THE PROBLEM: After finding the line containing "use serde::Deserialize;" below, please output that line and each following one through the line containing "pub const HOST_ENV: &str", exactly as written.

▼

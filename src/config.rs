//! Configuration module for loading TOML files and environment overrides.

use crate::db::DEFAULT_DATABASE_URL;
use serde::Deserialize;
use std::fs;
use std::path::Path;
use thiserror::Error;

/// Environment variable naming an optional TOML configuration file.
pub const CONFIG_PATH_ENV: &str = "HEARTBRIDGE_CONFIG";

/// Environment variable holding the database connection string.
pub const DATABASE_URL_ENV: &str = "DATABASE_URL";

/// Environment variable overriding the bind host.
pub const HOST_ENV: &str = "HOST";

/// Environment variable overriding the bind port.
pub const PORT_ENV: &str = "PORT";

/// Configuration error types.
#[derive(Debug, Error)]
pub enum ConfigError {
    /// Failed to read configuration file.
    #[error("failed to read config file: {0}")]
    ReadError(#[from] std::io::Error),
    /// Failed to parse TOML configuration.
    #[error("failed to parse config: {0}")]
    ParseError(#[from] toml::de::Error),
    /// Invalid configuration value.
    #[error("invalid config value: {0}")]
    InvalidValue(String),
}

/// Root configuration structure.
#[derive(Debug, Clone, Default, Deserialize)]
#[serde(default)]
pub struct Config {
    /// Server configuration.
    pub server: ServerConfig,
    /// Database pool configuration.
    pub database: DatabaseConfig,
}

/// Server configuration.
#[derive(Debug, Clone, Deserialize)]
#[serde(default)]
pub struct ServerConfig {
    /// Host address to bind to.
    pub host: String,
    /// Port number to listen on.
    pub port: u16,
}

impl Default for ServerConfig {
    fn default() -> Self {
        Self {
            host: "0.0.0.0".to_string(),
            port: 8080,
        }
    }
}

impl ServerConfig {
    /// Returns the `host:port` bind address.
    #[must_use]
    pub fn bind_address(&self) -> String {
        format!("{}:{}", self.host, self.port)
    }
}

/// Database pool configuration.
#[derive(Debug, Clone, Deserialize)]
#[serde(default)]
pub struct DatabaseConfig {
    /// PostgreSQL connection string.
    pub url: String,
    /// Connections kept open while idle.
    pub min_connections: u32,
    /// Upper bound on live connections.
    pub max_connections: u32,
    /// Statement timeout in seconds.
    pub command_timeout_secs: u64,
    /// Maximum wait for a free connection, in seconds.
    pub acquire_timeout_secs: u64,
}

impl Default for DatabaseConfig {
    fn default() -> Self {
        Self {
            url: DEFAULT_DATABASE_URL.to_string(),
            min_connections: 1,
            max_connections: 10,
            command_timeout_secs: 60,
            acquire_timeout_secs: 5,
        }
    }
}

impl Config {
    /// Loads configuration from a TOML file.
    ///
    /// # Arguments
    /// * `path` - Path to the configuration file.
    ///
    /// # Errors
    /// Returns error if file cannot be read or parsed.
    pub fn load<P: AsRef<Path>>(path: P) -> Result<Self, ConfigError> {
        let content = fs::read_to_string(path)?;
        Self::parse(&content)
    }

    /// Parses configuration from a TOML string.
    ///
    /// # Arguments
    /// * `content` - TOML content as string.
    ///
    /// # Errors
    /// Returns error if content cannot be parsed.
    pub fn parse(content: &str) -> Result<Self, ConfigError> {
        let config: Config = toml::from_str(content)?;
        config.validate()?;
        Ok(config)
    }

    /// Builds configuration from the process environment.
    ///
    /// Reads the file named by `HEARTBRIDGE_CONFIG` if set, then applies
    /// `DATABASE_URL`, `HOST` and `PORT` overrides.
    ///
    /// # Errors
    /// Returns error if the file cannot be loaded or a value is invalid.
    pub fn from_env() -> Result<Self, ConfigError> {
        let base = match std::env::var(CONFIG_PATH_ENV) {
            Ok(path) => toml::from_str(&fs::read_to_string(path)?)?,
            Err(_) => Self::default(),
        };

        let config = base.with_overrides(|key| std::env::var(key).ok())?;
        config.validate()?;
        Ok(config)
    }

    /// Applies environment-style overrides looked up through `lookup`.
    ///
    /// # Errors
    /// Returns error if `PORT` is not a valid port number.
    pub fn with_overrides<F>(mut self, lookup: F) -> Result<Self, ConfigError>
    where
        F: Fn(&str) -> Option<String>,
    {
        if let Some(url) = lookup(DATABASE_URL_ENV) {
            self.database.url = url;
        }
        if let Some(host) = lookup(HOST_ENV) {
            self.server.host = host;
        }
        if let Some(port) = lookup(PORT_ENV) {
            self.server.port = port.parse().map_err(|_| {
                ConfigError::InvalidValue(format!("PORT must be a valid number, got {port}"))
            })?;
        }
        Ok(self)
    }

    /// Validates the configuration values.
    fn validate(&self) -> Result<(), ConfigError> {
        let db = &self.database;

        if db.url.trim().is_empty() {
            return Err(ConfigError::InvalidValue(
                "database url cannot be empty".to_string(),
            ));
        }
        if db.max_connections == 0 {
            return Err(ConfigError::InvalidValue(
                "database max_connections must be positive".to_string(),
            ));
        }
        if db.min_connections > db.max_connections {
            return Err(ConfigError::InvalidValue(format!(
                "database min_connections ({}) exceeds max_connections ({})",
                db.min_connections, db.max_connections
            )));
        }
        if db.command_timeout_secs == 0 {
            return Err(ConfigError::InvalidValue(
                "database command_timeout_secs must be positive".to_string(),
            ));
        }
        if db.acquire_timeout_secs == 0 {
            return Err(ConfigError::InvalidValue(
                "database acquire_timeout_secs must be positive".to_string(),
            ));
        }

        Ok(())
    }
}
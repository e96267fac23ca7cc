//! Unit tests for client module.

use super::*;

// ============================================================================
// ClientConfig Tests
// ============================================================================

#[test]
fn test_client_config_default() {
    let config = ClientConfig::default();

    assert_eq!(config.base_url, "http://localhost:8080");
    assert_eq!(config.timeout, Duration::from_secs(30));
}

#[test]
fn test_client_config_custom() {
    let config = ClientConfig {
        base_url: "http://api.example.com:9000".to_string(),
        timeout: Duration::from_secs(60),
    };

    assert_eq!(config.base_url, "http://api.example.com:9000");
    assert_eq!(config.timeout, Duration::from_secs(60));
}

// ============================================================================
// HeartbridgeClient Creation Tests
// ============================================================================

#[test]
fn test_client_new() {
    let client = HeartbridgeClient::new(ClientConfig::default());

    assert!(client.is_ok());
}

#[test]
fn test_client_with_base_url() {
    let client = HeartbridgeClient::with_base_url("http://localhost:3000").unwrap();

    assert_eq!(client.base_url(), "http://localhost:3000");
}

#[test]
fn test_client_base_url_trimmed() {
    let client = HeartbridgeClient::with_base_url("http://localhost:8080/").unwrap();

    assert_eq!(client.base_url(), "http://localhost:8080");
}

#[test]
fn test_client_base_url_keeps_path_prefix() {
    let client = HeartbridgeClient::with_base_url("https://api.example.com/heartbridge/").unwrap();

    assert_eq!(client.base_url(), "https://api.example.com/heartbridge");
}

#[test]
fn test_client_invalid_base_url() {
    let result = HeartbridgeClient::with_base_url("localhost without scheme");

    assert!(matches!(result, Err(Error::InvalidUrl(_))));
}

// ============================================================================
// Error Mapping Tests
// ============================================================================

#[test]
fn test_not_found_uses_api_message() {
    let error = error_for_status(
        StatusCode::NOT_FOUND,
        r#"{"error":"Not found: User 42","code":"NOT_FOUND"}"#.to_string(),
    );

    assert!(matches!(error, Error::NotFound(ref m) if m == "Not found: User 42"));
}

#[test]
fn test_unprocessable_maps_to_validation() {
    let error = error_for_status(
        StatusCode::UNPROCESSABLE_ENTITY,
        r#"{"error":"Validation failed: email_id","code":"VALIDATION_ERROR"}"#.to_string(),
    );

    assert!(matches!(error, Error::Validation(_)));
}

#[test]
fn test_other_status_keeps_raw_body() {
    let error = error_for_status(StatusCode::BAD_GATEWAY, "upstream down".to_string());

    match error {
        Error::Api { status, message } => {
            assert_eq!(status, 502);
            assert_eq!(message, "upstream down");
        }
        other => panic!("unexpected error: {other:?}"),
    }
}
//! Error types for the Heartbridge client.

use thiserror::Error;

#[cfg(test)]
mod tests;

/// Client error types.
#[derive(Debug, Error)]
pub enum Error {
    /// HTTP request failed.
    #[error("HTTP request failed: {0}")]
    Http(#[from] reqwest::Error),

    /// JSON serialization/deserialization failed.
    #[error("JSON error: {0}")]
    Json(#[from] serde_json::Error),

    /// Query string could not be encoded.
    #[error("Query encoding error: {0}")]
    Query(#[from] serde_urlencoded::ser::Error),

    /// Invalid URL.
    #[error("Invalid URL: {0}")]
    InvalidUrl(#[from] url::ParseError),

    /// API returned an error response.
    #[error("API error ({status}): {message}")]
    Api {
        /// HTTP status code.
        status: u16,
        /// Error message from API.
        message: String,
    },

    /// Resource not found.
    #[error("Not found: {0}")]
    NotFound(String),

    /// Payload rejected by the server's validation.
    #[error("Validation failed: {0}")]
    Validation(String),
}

▲

TASK SOLUTION:
use serde::Deserialize;
use std::fs;
use std::path::Path;
use thiserror::Error;

/// Environment variable naming an optional TOML configuration file.
pub const CONFIG_PATH_ENV: &str = "HEARTBRIDGE_CONFIG";

/// Environment variable holding the database connection string.
pub const DATABASE_URL_ENV: &str = "DATABASE_URL";

/// Environment variable overriding the bind host.
pub const HOST_ENV: &str = "HOST";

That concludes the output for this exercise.